Okay, Rebecca is a classic and I’ve even seen the Alfred Hitchcock movie – maybe 30 years ago. This mystery-movie was filled with shadowy suspense and intrigue; however, the book is an entirely different beast.
Du Maurier fills the story with beautiful settings, scenes and thoughtful reflections but, for me, it was rather slow. I actually had trouble getting through the entire story.
I was half-way through the book when my book club met to discuss it – and I can usually read a book in a day or two. But, nowadays, life competes with my reading time so the story has to be quick-paced to keep my attention.
Maybe I’m a little ADHD – but Rebecca would not be on MY list of “must reads”. I know there are going to be a lot of people who disagree with me because, like I said, after all, it is a classic and the book that du Maurier is most known for.
I'm not saying anything to knock Daphne du Maurier. She is a beautiful wordsmith and able to get the reader “into” the story but, for me, it was just too slow.

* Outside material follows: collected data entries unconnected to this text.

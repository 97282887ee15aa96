//! Mapping surface seam.
//!
//! The mapping SDK is opaque to the core. The core only issues imperative
//! [`MapCommand`]s through [`MapSurface`] and receives [`MapGesture`]s back.
//!
//! # Command Flow
//!
//! ```text
//! FollowModeController ──┐
//! NavigationSession ─────┼──► MapCommand ──► MapSurface (SDK, recorder, logger)
//! StationHighlight ──────┘
//! ```

mod recording;

pub use recording::{RecordingMapSurface, TracingMapSurface};

use crate::context::MapTheme;
use crate::geo::LatLng;
use crate::station::StationId;

/// A camera change. `None` fields keep the current camera value.
#[derive(Debug, Clone, PartialEq)]
pub struct CameraUpdate {
    pub center: Option<LatLng>,
    pub zoom: Option<f64>,
    /// Degrees clockwise from north that point "up" on screen.
    pub bearing: Option<f64>,
    /// Degrees from straight down.
    pub pitch: Option<f64>,
    /// Screen-space offset (x, y) in pixels applied to the center.
    pub offset_px: (f64, f64),
    /// Ease/fly to the target instead of jumping.
    pub animated: bool,
}

impl CameraUpdate {
    /// Center at a zoom with a neutral (north-up, flat) orientation.
    pub fn centered(center: LatLng, zoom: f64) -> Self {
        Self {
            center: Some(center),
            zoom: Some(zoom),
            bearing: Some(0.0),
            pitch: Some(0.0),
            offset_px: (0.0, 0.0),
            animated: true,
        }
    }

    /// Ease bearing and pitch back to neutral without moving the center.
    pub fn neutral() -> Self {
        Self {
            center: None,
            zoom: None,
            bearing: Some(0.0),
            pitch: Some(0.0),
            offset_px: (0.0, 0.0),
            animated: true,
        }
    }

    pub fn with_bearing(mut self, bearing: f64) -> Self {
        self.bearing = Some(bearing);
        self
    }

    pub fn with_pitch(mut self, pitch: f64) -> Self {
        self.pitch = Some(pitch);
        self
    }

    pub fn with_offset(mut self, x: f64, y: f64) -> Self {
        self.offset_px = (x, y);
        self
    }

    pub fn instant(mut self) -> Self {
        self.animated = false;
        self
    }
}

/// Marker slots managed by the core.
#[derive(Debug, Clone, PartialEq, Eq, Hash)]
pub enum MarkerId {
    /// The user's own position.
    User,
    /// A station on the overview map.
    Station(StationId),
    /// The highlight ring around the selected station.
    Highlight,
}

/// Line layers managed by the core.
#[derive(Debug, Clone, Copy, PartialEq, Eq, Hash)]
pub enum LayerId {
    /// Turn-by-turn route of the active navigation session.
    NavigationRoute,
    /// Display-only route to a highlighted station.
    PreviewRoute,
}

/// Imperative command for the mapping surface.
#[derive(Debug, Clone, PartialEq)]
pub enum MapCommand {
    SetTheme(MapTheme),
    SetCamera(CameraUpdate),
    /// Add the marker, or move it if it already exists.
    PlaceMarker {
        id: MarkerId,
        position: LatLng,
        heading: Option<f64>,
    },
    RemoveMarker(MarkerId),
    AddLine {
        layer: LayerId,
        geometry: Vec<LatLng>,
    },
    RemoveLine(LayerId),
}

/// User-initiated camera gestures reported by the surface.
#[derive(Debug, Clone, Copy, PartialEq, Eq)]
pub enum MapGesture {
    Drag,
    Rotate,
    Pitch,
}

impl std::fmt::Display for MapGesture {
    fn fmt(&self, f: &mut std::fmt::Formatter<'_>) -> std::fmt::Result {
        match self {
            MapGesture::Drag => write!(f, "drag"),
            MapGesture::Rotate => write!(f, "rotate"),
            MapGesture::Pitch => write!(f, "pitch"),
        }
    }
}

/// The mapping SDK as seen by the core.
///
/// Implementations use interior mutability; the core only ever holds a
/// shared reference.
pub trait MapSurface: Send + Sync {
    fn apply(&self, command: MapCommand);
}

impl<T: MapSurface + ?Sized> MapSurface for std::sync::Arc<T> {
    fn apply(&self, command: MapCommand) {
        (**self).apply(command)
    }
}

Another odd thing about this book is that du Maurier never names the main character. It's not until after she marries Maxim that she becomes Mrs. de Winter but she is always overshadowed by his first wife: the beautiful Rebecca – so much so that she never has a name of her own.
By the time the second Mrs. De Winter (the unnamed MC of this book) comes down the stairs for the ball, I knew what she’d be wearing and what would happen – so no surprise there. And, by the time Maxim revealed the truth to her, I knew what he was going to say – so no suspense or mystery there for me either. And, without Hitchcock’s wonderful cinematography, I found the book lacking.
Maybe in the late summer of 1937, when Daphne started to write Rebecca, life moved at a slower pace and weaving words in a wonderful mesmerizing way was enough for most readers but, like I said before, it was too slow for me and I found my mind wandering away from the story.
But, if you are looking for a quiet, slow, literary read of an old classic, perhaps Rebecca is just the book for you. And, the last third of the book IS interesting - especially if you've stuck with it to get here.